Não me falhe a memória, deu-me um doce.
Maria, se me contaram direito, morava num casebre à beira de um riacho na pequena cidade do interior. O riacho, onde acreditei ter pescado meu primeiro peixe, secou, a região tornou-se uma grande favela e o casebre não mais existe. Ninguém se lembra de Maria naquele lugar.
Lá pariu seus primeiros cinco filhos.
Os varões vingaram todos.
Não enterrou nenhum.
Lembro-me de todos velando Maria na mesa da sala da casa onde ela, o marido e os filhos vieram morar na capital.
Aqui como lá, nos anos pares do início do século XX – de 1910 a 1932, recebeu a visita da cegonha.
Algo me diz que devem ter imaginado que a mudança de ares influenciava o sexo dos bebês, pois vieram cinco filhas.
Das cinco, duas partiram cedo.
Sequer viram os dois últimos rebentos.
Destes, um se foi na adolescência.
O outro é o único que, na data desta narrativa, resta vivo.

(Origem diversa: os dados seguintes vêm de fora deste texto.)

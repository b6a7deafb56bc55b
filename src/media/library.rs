use std::collections::BTreeMap;
use std::path::PathBuf;

/// One selectable unit of the library: an album directory or a top-level
/// audiobook entry.
#[derive(Debug, Clone, PartialEq, Eq)]
pub struct MediaItem {
    /// Display name (album name, or the entry name for audiobooks).
    pub name: String,
    /// Path relative to its source root, `/`-separated. This is the identity
    /// used for selection membership.
    pub relative_path: String,
    /// Recursive size of every regular file under the entry.
    pub size_bytes: u64,
}

/// Albums grouped by artist. Keys and album lists are both in traversal order
/// of a sorted walk, so two scans of an unchanged tree compare equal.
pub type ArtistCatalog = BTreeMap<String, Vec<MediaItem>>;

/// Top-level audiobook entries, files and directories alike.
pub type AudiobookCatalog = Vec<MediaItem>;

/// An entry a scan could not read. The scan carries on without it.
#[derive(Debug, Clone, PartialEq, Eq)]
pub struct SkippedEntry {
    pub path: PathBuf,
    pub reason: String,
}

/// Result of a scan plus whatever it had to skip along the way.
#[derive(Debug, Clone, Default)]
pub struct Scan<T> {
    pub catalog: T,
    pub skipped: Vec<SkippedEntry>,
}

impl<T: Default> Scan<T> {
    pub fn empty() -> Self {
        Self {
            catalog: T::default(),
            skipped: Vec::new(),
        }
    }
}

/// Every album path in catalog order.
pub fn album_paths(catalog: &ArtistCatalog) -> Vec<String> {
    catalog
        .values()
        .flatten()
        .map(|album| album.relative_path.clone())
        .collect()
}

/// Sum of `size_bytes` over a set of items.
pub fn total_size<'a>(items: impl IntoIterator<Item = &'a MediaItem>) -> u64 {
    items.into_iter().map(|item| item.size_bytes).sum()
}
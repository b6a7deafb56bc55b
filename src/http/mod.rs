pub mod api;
pub mod state;

use axum::{routing::get, Router};
use tower_http::trace::TraceLayer;
use crate::http::state::AppState;

pub fn build_router(state: AppState) -> Router {
    Router::new()
        .route("/api/albums", get(api::get_albums))
        .route("/api/selection", get(api::get_selection).post(api::post_selection))
        .route("/api/playlists", get(api::get_playlists))
        .layer(TraceLayer::new_for_http())
        .with_state(state)
}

Aliás, somente ele e a irmã mais velha puderam comprovar que o mundo não acabaria no ano 2000.
O primeiro filho de Maria - o mais gordo - não sei do que morreu.

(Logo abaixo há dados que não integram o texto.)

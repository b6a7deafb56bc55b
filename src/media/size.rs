const UNITS: [&str; 5] = ["B", "KB", "MB", "GB", "TB"];

/// Human-readable byte count, base 1024, rounded to at most 2 decimals.
///
/// `0` is `"0 B"`; whole values keep one decimal (`"1.0 GB"`), others drop
/// trailing zeros (`"1.5 KB"`, `"1.33 MB"`). Anything past TB stays in TB.
pub fn format_size(bytes: u64) -> String {
    if bytes == 0 {
        return "0 B".to_string();
    }

    // floor(log_1024(bytes)) without float error at exact powers
    let mut exp = 0usize;
    let mut threshold = 1024u64;
    while exp < UNITS.len() - 1 && bytes >= threshold {
        exp += 1;
        threshold *= 1024;
    }

    let scaled = bytes as f64 / 1024f64.powi(exp as i32);
    let rounded = (scaled * 100.0).round() / 100.0;
    if rounded.fract() == 0.0 {
        format!("{rounded:.1} {}", UNITS[exp])
    } else {
        format!("{rounded} {}", UNITS[exp])
    }
}

/// Device capacity in bytes for a size given in (binary) gigabytes.
pub fn gigabytes_to_bytes(gb: u64) -> u64 {
    gb.saturating_mul(1024 * 1024 * 1024)
}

O segundo, possuidor de um grande bigode, doença do coração. Visitei-o na véspera.
O terceiro terá sido um acidente vascular? Nunca soube ao certo.
O quarto deixou de enxergar em virtude do diabetes.

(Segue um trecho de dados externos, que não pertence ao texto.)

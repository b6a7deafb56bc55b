pub mod format;
pub mod state;
pub mod store;

pub use state::{Mode, SelectionState};
pub use store::{SelectionError, SelectionStore};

Criança e adulto compareci a todos os funerais.
Mais doloroso foi carregar o caixão do quinto, vítima de doença voraz. Estava a seu lado no derradeiro suspiro.
Reunidos na mesma sepultura, provavelmente contando passagens vivenciadas no dia-a-dia de seus táxis.
Das filhas que venceram a infância, a mais jovem o coração parou antes da hora.
A do meio não me lembro.
A mais velha, exímia costureira, partiu nonagenária e lúcida.
Nem todos os nove filhos que Maria viu crescer deram-lhe netos, mas por essas coincidências da vida, Maria teve doze netos, dos quais conheceu nove e, felizmente, como deve ser a ordem natural da vida, não viu morrer nenhum.
A casa onde morreu Maria foi recentemente demolida. Assim, em breve, restará de Maria apenas algumas nubladas imagens na memória de uma criança, a quem ela um dia, lá longe, deu um doce.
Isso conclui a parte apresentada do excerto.